Approved by the Overseas Investment Office (OIO) in April 2012 the sale of the four properties still rankles with some Whangamomona farmers who wished to buy the properties themselves and claimed the community would be destroyed by the new land use.
That they have still not met the unidentified buyer, who has links to both Austria and the United Kingdom, is a sore point as two of the properties are being leased back to farmers and remain unplanted more than two years since they were sold.
However, Rob Webster, of NZ Forestry Ltd, which is managing the project that will see the back- country farms planted in walnut species and Californian redwoods, said everything was progressing as planned.

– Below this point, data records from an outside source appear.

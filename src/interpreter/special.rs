//! Special operations, opcodes 0x00–0x3F.
//!
//! This family carries everything that is not a plain memory or math
//! operation: call-frame preparation and the three call forms, branches,
//! the CASE and LOOKUP ladders, string and block intrinsics, the wait
//! primitives, hub operations (COGINIT and the lock family), and the
//! return/abort unwinding.
//!
//! # Call records
//!
//! Frame preparation (0x00–0x03) lays down a call record on the hub
//! stack: the caller's object/variable/local frame words, a word slot for
//! the return cursor, and a zeroed default return long. The side call
//! stack holds two entries per call: the return-type mask from the prep
//! opcode, and the address of the saved-cursor slot, which the call
//! opcode consumes when it links the new local frame.

use crate::cog::registers::SPR_BASE;
use crate::cog::{RunState, SpinCog};
use crate::hub::{self, Hub};
//! Reference hub implementation.
//!
//! `SystemHub` backs the [`Hub`](super::Hub) trait with plain state:
//! a 64 KiB RAM image, host-settable pin buses, the tick counter, the
//! eight-lock pool, and a queue of pending cog-control requests.
//!
//! Cog control is queued rather than applied in place because a cog asks
//! for COGINIT or a stop while the machine is mid-step; the driver drains
//! the queue between ticks (see [`crate::machine`]).

use super::{
    coginit_entry, coginit_param, coginit_target, Hub, HubOpResult, HUBOP_COGINIT,
    RAM_SIZE,
};
#[cfg(test)]
use super::MAX_ADDRESS;

/// Number of cogs in the system.
pub const COG_COUNT: usize = 8;

/// Number of hardware locks.
pub const LOCK_COUNT: usize = 8;

/// A deferred cog-control request raised through the hub.
#[derive(Debug, Clone, Copy, PartialEq, Eq)]
pub enum CogControl {
    /// Boot a cog at `entry` with boot parameter `param`.
    Start { cog: u32, entry: u32, param: u32 },
    /// Stop a running cog.
    Stop { cog: u32 },
}

/// Shared system substrate: RAM, pins, counter, locks, cog bookkeeping.
pub struct SystemHub {
    ram: Box<[u8]>,
    ina: u32,
    inb: u32,
    counter: i64,
    clock_mode: u8,
    lock_state: [bool; LOCK_COUNT],
    lock_allocated: [bool; LOCK_COUNT],
    active: [bool; COG_COUNT],
    pending: Vec<CogControl>,
}

impl Default for SystemHub {
    fn default() -> Self {
        Self::new()
    }
}

impl SystemHub {
    /// Create a hub with zeroed RAM and no running cogs.
    pub fn new() -> Self {
        Self {
            ram: vec![0u8; RAM_SIZE].into_boxed_slice(),
            ina: 0,
            inb: 0,
            counter: 0,
            clock_mode: 0,
            lock_state: [false; LOCK_COUNT],
            lock_allocated: [false; LOCK_COUNT],
            active: [false; COG_COUNT],
            pending: Vec::new(),
        }
    }

    #[inline]
    fn index(address: u32) -> usize {
        (address as usize) & (RAM_SIZE - 1)
    }

    /// Copy a blob into RAM at `start`, truncating at the top of memory.
    pub fn load_ram(&mut self, start: usize, data: &[u8]) {
        if start >= self.ram.len() {
            return;
        }
        let end = (start + data.len()).min(self.ram.len());
        self.ram[start..end].copy_from_slice(&data[..end - start]);
    }

    /// Borrow the raw RAM image.
    pub fn ram(&self) -> &[u8] {
        &self.ram
    }

    /// Drive pin bus A from the host side.
    pub fn set_ina(&mut self, value: u32) {
        self.ina = value;
    }

    /// Drive pin bus B from the host side.
    pub fn set_inb(&mut self, value: u32) {
        self.inb = value;
    }

    /// Advance the system counter by one tick.
    pub fn advance_counter(&mut self) {
        self.counter = self.counter.wrapping_add(1);
    }

    /// Force the counter to a specific value.
    pub fn set_counter(&mut self, value: i64) {
        self.counter = value;
    }

    /// Most recently latched clock mode.
    pub fn clock_mode(&self) -> u8 {
        self.clock_mode
    }

    /// Mark a cog slot as running or idle.
    pub fn set_active(&mut self, cog: u32, running: bool) {
        if (cog as usize) < COG_COUNT {
            self.active[cog as usize] = running;
        }
    }

    /// Whether a cog slot is currently marked running.
    pub fn is_active(&self, cog: u32) -> bool {
        (cog as usize) < COG_COUNT && self.active[cog as usize]
    }

    /// Lowest idle cog slot, if any.
    pub fn first_free_cog(&self) -> Option<u32> {
        self.active.iter().position(|running| !running).map(|i| i as u32)
    }

    /// Drain the pending cog-control queue.
    pub fn take_cog_control(&mut self) -> Vec<CogControl> {
        std::mem::take(&mut self.pending)
    }
}

impl Hub for SystemHub {
    fn read_byte(&self, address: u32) -> u8 {
        self.ram[Self::index(address)]
    }

    fn read_word(&self, address: u32) -> u16 {
        let low = self.read_byte(address) as u16;
        let high = self.read_byte(address.wrapping_add(1)) as u16;
        (high << 8) | low
    }

    fn read_long(&self, address: u32) -> u32 {
        let low = self.read_word(address) as u32;
        let high = self.read_word(address.wrapping_add(2)) as u32;
        (high << 16) | low
    }

    fn write_byte(&mut self, address: u32, value: u8) {
        self.ram[Self::index(address)] = value;
    }

    fn write_word(&mut self, address: u32, value: u16) {
        self.write_byte(address, value as u8);
        self.write_byte(address.wrapping_add(1), (value >> 8) as u8);
    }

    fn write_long(&mut self, address: u32, value: u32) {
        self.write_word(address, value as u16);
        self.write_word(address.wrapping_add(2), (value >> 16) as u16);
    }

    fn ina(&self) -> u32 {
        self.ina
    }

    fn inb(&self) -> u32 {
        self.inb
    }

    fn counter(&self) -> i64 {
        self.counter
    }

    fn stop_cog(&mut self, cog: u32) {
        let cog = cog & 0x7;
        log::debug!("hub: stop request for cog {cog}");
        self.pending.push(CogControl::Stop { cog });
    }

    fn hub_op(&mut self, caller: u32, op: u32, code: u32) -> HubOpResult {
        match op {
            HUBOP_COGINIT => {
                let target = match coginit_target(code) {
                    Some(id) => id,
                    None => match self.first_free_cog() {
                        Some(id) => id,
                        None => {
                            log::warn!("hub: COGINIT from cog {caller} with no free slot");
                            return HubOpResult::failed();
                        }
                    },
                };
                let entry = coginit_entry(code);
                let param = coginit_param(code);
                log::debug!(
                    "hub: COGINIT cog {target} entry=0x{entry:04X} param=0x{param:04X} (from cog {caller})"
                );
                self.active[target as usize] = true;
                self.pending.push(CogControl::Start {
                    cog: target,
                    entry,
                    param,
                });
                HubOpResult::ok(target)
            }
            other => {
                log::warn!("hub: unhandled hub op {other} from cog {caller}");
                HubOpResult::default()
            }
        }
    }

    fn new_lock(&mut self) -> u32 {
        match self.lock_allocated.iter().position(|taken| !taken) {
            Some(id) => {
                self.lock_allocated[id] = true;
                id as u32
            }
            None => u32::MAX,
        }
    }

    fn lock_return(&mut self, id: u32) {
        let id = (id as usize) & (LOCK_COUNT - 1);
        self.lock_allocated[id] = false;
    }

    fn lock_set(&mut self, id: u32, on: bool) -> bool {
        let id = (id as usize) & (LOCK_COUNT - 1);
        let previous = self.lock_state[id];
        self.lock_state[id] = on;
        previous
    }

    fn set_clock_mode(&mut self, mode: u8) {
        log::debug!("hub: clock mode set to 0x{mode:02X}");
        self.clock_mode = mode;
    }
}
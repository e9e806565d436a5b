//! # Palisade Authorization
//!
//! Role mapping and the staged authorization pipeline of the Palisade
//! security subsystem.
//!
//! ## Features
//!
//! - **Regex role mapping** with single- or all-occurrence substitution,
//!   back-references, and pass-through of non-mapped roles
//! - **Staged authentication attempts** (`set name -> exists -> authorize
//!   -> succeed`) modeled as an explicit state machine
//! - **Pluggable collaborators** for identity lookup and permission
//!   decisions
//! - **Aggregate configuration validation** reporting every violated
//!   constraint at resource-add time
//!
//! ## Example
//!
//! ```rust
//! use palisade_authz::{
//!     AuthorizationPipeline, InMemoryRealm, PermitAll, RegexRoleMapper,
//!     RegexRoleMapperConfig, RoleMappingStages, ROLES_ATTRIBUTE,
//! };
//! use std::sync::Arc;
//!
//! #[tokio::main]
//! async fn main() -> Result<(), Box<dyn std::error::Error>> {
//!     let realm = InMemoryRealm::new();
//!     realm.add_identity("john").await;
//!     realm
//!         .add_identity_attribute("john", ROLES_ATTRIBUTE, ["app-guest"])
//!         .await?;
//!
//!     let mapper = RegexRoleMapper::new(&RegexRoleMapperConfig::new("guest", "user"))?;
//!     let stages = RoleMappingStages::new().with_mapper(mapper);
//!
//!     let mut attempt = AuthorizationPipeline::new(Arc::new(realm), Arc::new(PermitAll))
//!         .with_stages(stages);
//!     attempt.set_authentication_name("john").await?;
//!     assert!(attempt.exists().await?);
//!     assert!(attempt.authorize().await?);
//!     attempt.succeed()?;
//!
//!     let identity = attempt.authorized_identity()?;
//!     assert!(identity.roles().contains("app-user"));
//!     Ok(())
//! }
//! ```

pub mod error;
pub mod mapper;
pub mod pipeline;
pub mod policy;
pub mod realm;
pub mod roles;

// Re-export commonly used types
pub use error::{AuthzError, Result};
pub use mapper::{
    RegexRoleMapper, RegexRoleMapperConfig, RoleMappingStages, RoleMappingStrategy,
};
pub use pipeline::{AttemptFailure, AttemptState, AuthorizationPipeline, Identity};
pub use policy::{DenyAll, PermissionPolicy, PermitAll, RequireRawRole};
pub use realm::{InMemoryRealm, RawAttributes, RealmStore, ROLES_ATTRIBUTE};
pub use roles::{Role, RoleSet};

/// Library version
pub const VERSION: &str = env!("CARGO_PKG_VERSION");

‘‘ It is progressing in line with expectations. In fact, over the past couple of weeks two of our staff have been in the Whangamomona/Tahora area managing this year’s establishment operations, which will continue for the next week or two,’’ he said.
In the investor’s application to buy the land it was stated they would spend $600,000 on land preparation in the first five years after purchase, $2.8m on forestry establishment in the first four years, $4.39m in the 28 years after purchase in tending to the forests and $5.4m over 39 years in maintenance, insurance, management and administration.
They have also committed to spend between $40,000 and $50,000 by 2016 on 4.1km of horse tracks and 6.4km of bike trails through the forests.
The investor expects its first round of harvesting to produce a sawlog production volume of 1,555,000 cubic metres.
Fifty per cent is likely to be exported in log form and the rest processed in New Zealand.
Total revenue, after expenses, is expected to be $253m, with harvesting planned to commence in 2037.
Webster confirmed it was the investor’s long-term plan to live in New Zealand but it would probably not be in Whangamomona.
In its decision to allow the purchase the OIO estimated the deal would generate an extra 4.5 fulltime equivalent jobs than if the land continued to be used for sheep and beef farms.
They also estimated the operation would return a per hectare pre-tax profit of $220 to sheep and beef’s $86.